The same things that make growing older cruel and unhappy are sometimes the same things that make it interesting and worthwhile. For instance, at 27, if I look back twenty years I find the 1st grade with its social obliviousness, emotional awkwardness and general ambivalence – nothing worth exploring – but if I am in my 60's and I travel back as Bill Murray's Don Johnston does in Jim Jarmusch's charming Broken Flowers, there is real substance, both wonderful and terrible to be found. How absolutely fascinating and depressing it must be to have a past. You need to have lived a long life to earn one – a real past – including characters and places that were once long ago so important and vital to your existence (to defining who you are today) and then just drop out of the storyline for a few decades only to be revisited late in the game. While Johnston revisits four former lovers that he has not seen or heard from in twenty years in the name of “catching up”, his unspoken agendas is to discover if any are the mother of a son he may or may not have had.

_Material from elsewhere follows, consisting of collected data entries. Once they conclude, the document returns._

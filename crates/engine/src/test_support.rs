// SPDX-License-Identifier: BUSL-1.1
// Copyright (c) 2026 Alfred Jean LLC

//! Shared fixtures for engine tests.

use std::sync::Arc;

use lull_adapters::{FakeNotifyAdapter, FakePowerAdapter, FakeProcessTable, FakeSignalAdapter, PowerStatus};
use lull_client::FakeCompositor;
use lull_core::Node;
use serde_json::json;
use tokio_util::sync::CancellationToken;

use crate::context::{Context, Timings};
use crate::suspender::{SuspendPolicy, Suspender};

/// A workspace with one visible `foot` (20), an invisible `firefox` (10) and
/// an invisible `spotify` (40).
pub fn tree(firefox_visible: bool) -> Node {
    serde_json::from_value(json!({
        "id": 1, "type": "root", "nodes": [{
            "id": 2, "type": "workspace", "name": "1", "nodes": [
                { "id": 3, "type": "con", "pid": 20, "app_id": "foot", "visible": true },
                { "id": 4, "type": "con", "pid": 10, "app_id": "firefox", "visible": firefox_visible },
                { "id": 6, "type": "con", "pid": 40, "app_id": "spotify", "visible": false },
            ]
        }]
    }))
    .unwrap()
}

pub struct Fixture {
    pub ipc: Arc<FakeCompositor>,
    pub signals: FakeSignalAdapter,
    pub notifier: FakeNotifyAdapter,
    pub power: FakePowerAdapter,
    pub ctx: Context,
}

pub fn fixture(policy: SuspendPolicy, status: PowerStatus) -> Fixture {
    let procs = FakeProcessTable::new();
    for pid in [10, 20, 40] {
        procs.add(pid, &[]);
    }
    let signals = FakeSignalAdapter::new();
    let notifier = FakeNotifyAdapter::new();
    let power = FakePowerAdapter::new(status);
    let ipc = Arc::new(FakeCompositor::new(tree(false)));
    let ctx = Context {
        ipc: ipc.clone(),
        suspender: Arc::new(Suspender::new(Arc::new(signals.clone()), Arc::new(procs), policy)),
        notifier: Arc::new(notifier.clone()),
        power: Arc::new(power.clone()),
        timings: Timings::default(),
        shutdown: CancellationToken::new(),
    };
    Fixture { ipc, signals, notifier, power, ctx }
}
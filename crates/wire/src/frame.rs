// SPDX-License-Identifier: BUSL-1.1
// Copyright (c) 2026 Alfred Jean LLC

//! Frame encoding and header decoding.

use thiserror::Error;

use crate::RequestKind;

/// Magic marker that opens every frame.
pub const MAGIC: [u8; 6] = *b"i3-ipc";

/// Magic + payload length + type code.
pub const HEADER_LEN: usize = MAGIC.len() + 4 + 4;

/// Largest payload accepted from the peer (64 MiB).
pub const MAX_PAYLOAD_LEN: u32 = 64 * 1024 * 1024;

/// Errors from frame encoding and decoding.
#[derive(Debug, Error)]
pub enum ProtocolError {
    #[error("bad magic: expected \"i3-ipc\", got {0:?}")]
    BadMagic([u8; 6]),

    #[error("payload length {declared} does not match {actual} available bytes")]
    LengthMismatch { declared: usize, actual: usize },

    #[error("payload of {0} bytes exceeds the {MAX_PAYLOAD_LEN} byte limit")]
    PayloadTooLarge(u32),

    #[error("frame body is not valid JSON: {0}")]
    Json(#[from] serde_json::Error),

    #[error("io error: {0}")]
    Io(#[from] std::io::Error),
}

/// A decoded frame header.
#[derive(Debug, Clone, Copy, PartialEq, Eq)]
pub struct Header {
    pub payload_len: u32,
    /// Request code on replies, event code on subscription events.
    pub code: u32,
}

impl Header {
    pub fn is_event(&self) -> bool {
        self.code & crate::EVENT_FLAG != 0
    }
}

/// Encode a request: `magic || len(body) u32-LE || code u32-LE || body`.
pub fn encode(kind: RequestKind, body: &[u8]) -> Vec<u8> {
    encode_raw(kind.code(), body)
}

/// Encode a frame with an arbitrary type code (used for event frames in tests
/// and fakes).
pub fn encode_raw(code: u32, body: &[u8]) -> Vec<u8> {
    let mut buf = Vec::with_capacity(HEADER_LEN + body.len());
    buf.extend_from_slice(&MAGIC);
    buf.extend_from_slice(&(body.len() as u32).to_le_bytes());
    buf.extend_from_slice(&code.to_le_bytes());
    buf.extend_from_slice(body);
    buf
}

/// Decode a header. Pure; only the magic is validated.
pub fn decode_header(bytes: &[u8; HEADER_LEN]) -> Result<Header, ProtocolError> {
    let mut magic = [0u8; 6];
    magic.copy_from_slice(&bytes[..6]);
    if magic != MAGIC {
        return Err(ProtocolError::BadMagic(magic));
    }
    let payload_len = u32::from_le_bytes([bytes[6], bytes[7], bytes[8], bytes[9]]);
    let code = u32::from_le_bytes([bytes[10], bytes[11], bytes[12], bytes[13]]);
    Ok(Header { payload_len, code })
}

/// Split a complete frame into its header and body.
pub fn decode(bytes: &[u8]) -> Result<(Header, &[u8]), ProtocolError> {
    let Some(head) = bytes.first_chunk::<HEADER_LEN>() else {
        return Err(ProtocolError::LengthMismatch { declared: HEADER_LEN, actual: bytes.len() });
    };
    let header = decode_header(head)?;
    let body = &bytes[HEADER_LEN..];
    if body.len() != header.payload_len as usize {
        return Err(ProtocolError::LengthMismatch {
            declared: header.payload_len as usize,
            actual: body.len(),
        });
    }
    Ok((header, body))
}

#[cfg(test)]
#[path = "frame_tests.rs"]
mod tests;
// SPDX-License-Identifier: BUSL-1.1
// Copyright (c) 2026 Alfred Jean LLC

//! Async frame I/O over any byte stream.

use tokio::io::{AsyncRead, AsyncReadExt, AsyncWrite, AsyncWriteExt};

use crate::frame::{decode_header, encode, Header, ProtocolError, HEADER_LEN, MAX_PAYLOAD_LEN};
use crate::RequestKind;

/// A frame read off the wire, body still undecoded.
#[derive(Debug, Clone, PartialEq, Eq)]
pub struct RawFrame {
    pub header: Header,
    pub body: Vec<u8>,
}

impl RawFrame {
    /// Decode the body as JSON. An empty body decodes as `null`.
    pub fn json(&self) -> Result<serde_json::Value, ProtocolError> {
        if self.body.is_empty() {
            return Ok(serde_json::Value::Null);
        }
        Ok(serde_json::from_slice(&self.body)?)
    }
}

/// Read exactly one header and exactly `payload_len` body bytes.
///
/// EOF in the middle of a frame surfaces as `ProtocolError::Io`
/// (`UnexpectedEof`), which callers treat as a broken connection.
pub async fn read_frame<R>(reader: &mut R) -> Result<RawFrame, ProtocolError>
where
    R: AsyncRead + Unpin + ?Sized,
{
    let mut head = [0u8; HEADER_LEN];
    reader.read_exact(&mut head).await?;
    let header = decode_header(&head)?;
    if header.payload_len > MAX_PAYLOAD_LEN {
        return Err(ProtocolError::PayloadTooLarge(header.payload_len));
    }
    let mut body = vec![0u8; header.payload_len as usize];
    reader.read_exact(&mut body).await?;
    Ok(RawFrame { header, body })
}

/// Write one request frame and flush it.
pub async fn write_frame<W>(writer: &mut W, kind: RequestKind, body: &[u8]) -> std::io::Result<()>
where
    W: AsyncWrite + Unpin + ?Sized,
{
    writer.write_all(&encode(kind, body)).await?;
    writer.flush().await
}

#[cfg(test)]
#[path = "io_tests.rs"]
mod tests;
// SPDX-License-Identifier: BUSL-1.1
// Copyright (c) 2026 Alfred Jean LLC

// Allow panic!/unwrap/expect in test code
#![cfg_attr(test, allow(clippy::panic))]
#![cfg_attr(test, allow(clippy::unwrap_used))]
#![cfg_attr(test, allow(clippy::expect_used))]

//! lull-engine: suspension bookkeeping, visibility policies, and the
//! event-to-handler dispatch loop.

pub mod builtin;
mod context;
mod dispatch;
mod error;
mod policy;
mod suspender;

#[cfg(test)]
mod test_support;

pub use builtin::{handler, refresh_power, task, HANDLERS, TASKS};
pub use context::{Context, Timings};
pub use dispatch::{run_dispatch, run_tasks, EventHandler, EventSource, HandlerRegistry, PeriodicTask};
pub use error::EngineError;
pub use policy::{fullscreen_enable, overview, signal_all, signal_background, signal_invisible};
pub use suspender::{SuspendPolicy, Suspender};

With Jarmusch (Night on Earth) the focus is never on the “plot” but rather the human condition and the relationships we develop and dissolve as we stumble through life trying to get a few dozen things right along the way.
Here, Johnston (Murray, continuing to excel as apathetic, over-the hill, Zen masters) confronts the four women – adorable Sharon Stone, trapped Francis Conroy, broken Jessica Lange, bitter Tilda Swinton – and Jarmusch allows the meetings to just happen, unfolding in all their bizarre, melancholy glory.
These mini-epics emerge naturally but with a clear nod to the surreal. At each encounter, Jarmusch writes in something ( a basketball net, the color pink, an impossible name) that, combined with a classic Bill Murray knowing raise of the eyebrow, conveys a sense that we are observers in the land of meta.
What is most impressive about Broken Flowers is that it manages to (in a most understated way) state its message about Johnston and how life-long bachelors can sometimes, sort-of regret their choices (but not as much, perhaps, as we ball and chainers imagine) while at the same time finding humor everywhere. Jarmusch doesn't need Jim Carrey to bend over or Ben Stiller to wear fake facial hair to get a laugh – he merely turns the mirror on us. Whether it is our obsession with the internet and all the information we now can access, the way our jobs become who we are, or our preposterous self-images, Jarmusch finds the uncomfortable absurdity in all of it simply by putting it on screen for the audience to consider. Perhaps we are like the delicate petals of a flower, originally beautiful and hopeful, withering over time, fading, and breaking down.
The goal then is to live long enough to have a past, but the lesson of Broken Flowers is to live the present with the knowledge that one day looking back on it may be all you have.